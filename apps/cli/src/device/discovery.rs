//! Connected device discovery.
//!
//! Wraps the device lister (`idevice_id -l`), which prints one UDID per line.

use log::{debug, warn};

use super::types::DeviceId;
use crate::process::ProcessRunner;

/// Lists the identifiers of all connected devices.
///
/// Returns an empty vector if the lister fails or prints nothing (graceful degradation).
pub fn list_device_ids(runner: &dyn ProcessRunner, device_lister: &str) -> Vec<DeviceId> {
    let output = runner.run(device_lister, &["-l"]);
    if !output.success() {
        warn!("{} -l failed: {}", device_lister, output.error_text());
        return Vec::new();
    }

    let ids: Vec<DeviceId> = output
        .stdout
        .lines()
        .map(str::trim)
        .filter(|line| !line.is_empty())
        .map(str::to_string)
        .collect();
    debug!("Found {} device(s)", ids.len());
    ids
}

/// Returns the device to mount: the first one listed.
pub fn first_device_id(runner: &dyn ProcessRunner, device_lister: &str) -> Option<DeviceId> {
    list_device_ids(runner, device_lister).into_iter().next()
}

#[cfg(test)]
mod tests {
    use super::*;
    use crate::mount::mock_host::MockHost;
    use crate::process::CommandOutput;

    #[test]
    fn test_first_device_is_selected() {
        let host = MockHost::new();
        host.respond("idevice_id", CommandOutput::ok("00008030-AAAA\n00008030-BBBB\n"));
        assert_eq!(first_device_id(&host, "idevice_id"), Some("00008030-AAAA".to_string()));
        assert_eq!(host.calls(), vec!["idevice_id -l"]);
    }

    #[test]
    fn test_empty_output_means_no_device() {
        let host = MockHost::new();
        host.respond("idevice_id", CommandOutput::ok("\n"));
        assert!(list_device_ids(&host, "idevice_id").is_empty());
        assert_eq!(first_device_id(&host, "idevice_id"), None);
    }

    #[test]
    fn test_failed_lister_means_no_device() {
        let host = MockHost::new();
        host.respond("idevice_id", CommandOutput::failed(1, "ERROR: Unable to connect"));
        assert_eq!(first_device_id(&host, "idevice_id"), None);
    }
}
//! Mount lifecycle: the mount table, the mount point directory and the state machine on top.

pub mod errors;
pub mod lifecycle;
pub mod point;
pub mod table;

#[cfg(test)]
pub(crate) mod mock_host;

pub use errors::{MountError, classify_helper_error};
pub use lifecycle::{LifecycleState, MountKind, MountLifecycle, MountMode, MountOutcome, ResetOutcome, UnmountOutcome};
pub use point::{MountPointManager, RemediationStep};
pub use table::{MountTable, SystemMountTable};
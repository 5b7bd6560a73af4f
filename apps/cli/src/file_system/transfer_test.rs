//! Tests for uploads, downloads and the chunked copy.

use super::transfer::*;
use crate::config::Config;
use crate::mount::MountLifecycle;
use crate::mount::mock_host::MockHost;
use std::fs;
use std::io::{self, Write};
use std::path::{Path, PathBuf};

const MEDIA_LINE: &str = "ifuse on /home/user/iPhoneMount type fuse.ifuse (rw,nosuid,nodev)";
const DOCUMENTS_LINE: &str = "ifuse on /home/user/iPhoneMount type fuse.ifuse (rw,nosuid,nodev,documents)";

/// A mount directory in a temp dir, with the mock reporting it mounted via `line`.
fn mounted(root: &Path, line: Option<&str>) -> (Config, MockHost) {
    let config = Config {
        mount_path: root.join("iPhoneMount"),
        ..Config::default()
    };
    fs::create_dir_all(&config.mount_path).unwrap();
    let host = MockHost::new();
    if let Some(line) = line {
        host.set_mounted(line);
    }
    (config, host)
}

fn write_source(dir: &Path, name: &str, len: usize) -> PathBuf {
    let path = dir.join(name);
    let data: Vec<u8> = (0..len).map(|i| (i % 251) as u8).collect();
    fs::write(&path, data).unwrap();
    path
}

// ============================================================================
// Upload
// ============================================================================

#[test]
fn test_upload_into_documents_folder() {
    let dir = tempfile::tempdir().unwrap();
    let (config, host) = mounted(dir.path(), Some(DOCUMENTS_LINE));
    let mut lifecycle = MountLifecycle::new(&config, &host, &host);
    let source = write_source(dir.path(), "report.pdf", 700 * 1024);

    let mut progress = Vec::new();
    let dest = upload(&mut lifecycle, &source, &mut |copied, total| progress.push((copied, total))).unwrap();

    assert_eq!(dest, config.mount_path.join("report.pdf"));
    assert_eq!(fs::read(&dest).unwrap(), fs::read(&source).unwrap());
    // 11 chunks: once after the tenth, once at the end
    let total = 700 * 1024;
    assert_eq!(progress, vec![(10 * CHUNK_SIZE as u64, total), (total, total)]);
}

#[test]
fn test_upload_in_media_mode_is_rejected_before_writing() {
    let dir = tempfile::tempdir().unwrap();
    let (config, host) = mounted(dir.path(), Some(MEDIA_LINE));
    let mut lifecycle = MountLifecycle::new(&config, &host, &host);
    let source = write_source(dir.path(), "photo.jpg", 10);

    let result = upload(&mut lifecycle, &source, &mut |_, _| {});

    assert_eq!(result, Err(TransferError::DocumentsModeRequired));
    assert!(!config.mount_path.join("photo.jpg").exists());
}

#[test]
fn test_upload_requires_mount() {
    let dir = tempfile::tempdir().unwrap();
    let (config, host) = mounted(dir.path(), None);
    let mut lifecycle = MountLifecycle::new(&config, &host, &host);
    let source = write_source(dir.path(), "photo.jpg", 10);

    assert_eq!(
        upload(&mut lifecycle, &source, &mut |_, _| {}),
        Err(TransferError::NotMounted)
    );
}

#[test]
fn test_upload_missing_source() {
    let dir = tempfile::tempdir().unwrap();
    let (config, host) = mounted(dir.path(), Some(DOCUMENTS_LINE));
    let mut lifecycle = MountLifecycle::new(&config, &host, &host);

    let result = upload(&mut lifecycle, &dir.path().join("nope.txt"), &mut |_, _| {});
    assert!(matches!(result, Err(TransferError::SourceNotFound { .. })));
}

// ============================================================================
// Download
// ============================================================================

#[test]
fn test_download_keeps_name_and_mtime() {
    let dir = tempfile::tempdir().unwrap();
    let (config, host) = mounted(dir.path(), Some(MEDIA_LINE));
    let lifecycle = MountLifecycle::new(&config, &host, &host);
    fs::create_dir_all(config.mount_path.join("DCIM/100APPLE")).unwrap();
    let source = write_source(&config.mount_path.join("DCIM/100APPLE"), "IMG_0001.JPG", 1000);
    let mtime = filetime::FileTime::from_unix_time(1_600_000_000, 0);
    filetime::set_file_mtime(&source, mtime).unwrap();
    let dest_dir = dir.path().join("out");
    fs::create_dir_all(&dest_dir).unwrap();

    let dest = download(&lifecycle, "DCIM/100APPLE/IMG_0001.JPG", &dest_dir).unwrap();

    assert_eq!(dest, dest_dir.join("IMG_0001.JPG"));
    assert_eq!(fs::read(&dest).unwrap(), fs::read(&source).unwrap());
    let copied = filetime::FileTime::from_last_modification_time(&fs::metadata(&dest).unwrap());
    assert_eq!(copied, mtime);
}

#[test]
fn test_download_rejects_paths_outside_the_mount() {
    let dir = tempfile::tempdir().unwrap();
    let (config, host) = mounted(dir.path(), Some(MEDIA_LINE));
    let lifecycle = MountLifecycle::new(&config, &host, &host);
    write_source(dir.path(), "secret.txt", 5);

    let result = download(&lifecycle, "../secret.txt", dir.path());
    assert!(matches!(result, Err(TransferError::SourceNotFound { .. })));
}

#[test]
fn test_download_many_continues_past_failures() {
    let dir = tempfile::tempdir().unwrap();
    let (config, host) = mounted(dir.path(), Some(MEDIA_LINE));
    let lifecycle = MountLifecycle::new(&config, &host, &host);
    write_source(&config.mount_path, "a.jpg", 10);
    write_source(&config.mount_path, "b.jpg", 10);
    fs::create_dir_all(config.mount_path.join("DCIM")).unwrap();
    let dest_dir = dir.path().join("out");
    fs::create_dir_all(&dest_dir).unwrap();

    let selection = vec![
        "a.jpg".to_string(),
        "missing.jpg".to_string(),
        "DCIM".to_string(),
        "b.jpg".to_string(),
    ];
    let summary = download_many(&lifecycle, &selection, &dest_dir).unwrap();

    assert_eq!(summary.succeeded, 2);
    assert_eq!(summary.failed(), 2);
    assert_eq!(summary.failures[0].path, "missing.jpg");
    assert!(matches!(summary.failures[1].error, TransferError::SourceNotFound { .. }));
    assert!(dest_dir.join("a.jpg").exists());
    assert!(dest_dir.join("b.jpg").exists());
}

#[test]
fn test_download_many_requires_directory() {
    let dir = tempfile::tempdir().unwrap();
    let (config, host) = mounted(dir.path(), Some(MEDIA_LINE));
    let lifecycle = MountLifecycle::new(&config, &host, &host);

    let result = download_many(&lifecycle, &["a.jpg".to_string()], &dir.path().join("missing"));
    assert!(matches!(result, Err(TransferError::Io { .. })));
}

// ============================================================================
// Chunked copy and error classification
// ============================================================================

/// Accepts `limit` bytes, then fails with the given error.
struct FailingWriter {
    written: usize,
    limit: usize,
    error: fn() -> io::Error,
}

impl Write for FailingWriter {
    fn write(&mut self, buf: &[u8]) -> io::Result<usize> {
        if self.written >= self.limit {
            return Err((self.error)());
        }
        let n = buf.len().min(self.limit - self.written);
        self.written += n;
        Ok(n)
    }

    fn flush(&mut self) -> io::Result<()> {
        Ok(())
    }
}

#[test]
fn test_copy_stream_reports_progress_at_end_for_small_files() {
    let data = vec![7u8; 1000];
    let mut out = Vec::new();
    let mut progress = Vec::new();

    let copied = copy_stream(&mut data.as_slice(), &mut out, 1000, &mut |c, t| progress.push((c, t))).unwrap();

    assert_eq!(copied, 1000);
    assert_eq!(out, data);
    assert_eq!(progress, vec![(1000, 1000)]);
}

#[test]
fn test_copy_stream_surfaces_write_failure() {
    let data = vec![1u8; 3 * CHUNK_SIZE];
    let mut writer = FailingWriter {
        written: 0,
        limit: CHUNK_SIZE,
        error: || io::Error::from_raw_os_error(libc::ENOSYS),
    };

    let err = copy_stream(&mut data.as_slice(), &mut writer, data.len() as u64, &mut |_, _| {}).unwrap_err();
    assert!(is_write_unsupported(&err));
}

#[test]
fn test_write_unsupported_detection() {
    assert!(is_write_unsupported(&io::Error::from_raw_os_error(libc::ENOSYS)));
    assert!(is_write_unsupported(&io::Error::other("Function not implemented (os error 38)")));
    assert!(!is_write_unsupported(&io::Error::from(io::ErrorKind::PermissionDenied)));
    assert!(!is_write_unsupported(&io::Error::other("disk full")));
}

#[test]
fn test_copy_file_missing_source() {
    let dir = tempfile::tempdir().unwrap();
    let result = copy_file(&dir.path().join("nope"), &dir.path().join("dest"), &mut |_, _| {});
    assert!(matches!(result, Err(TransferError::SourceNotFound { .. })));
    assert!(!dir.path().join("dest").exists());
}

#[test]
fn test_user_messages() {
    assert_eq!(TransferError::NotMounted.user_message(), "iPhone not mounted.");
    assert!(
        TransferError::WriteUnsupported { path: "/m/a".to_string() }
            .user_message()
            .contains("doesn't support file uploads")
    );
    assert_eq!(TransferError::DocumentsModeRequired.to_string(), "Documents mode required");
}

* Task prompt:
Whenever "debug" occurs in a line above, copy that line.

* Exercise solution:
use log::{debug, warn};
    debug!("Found {} device(s)", ids.len());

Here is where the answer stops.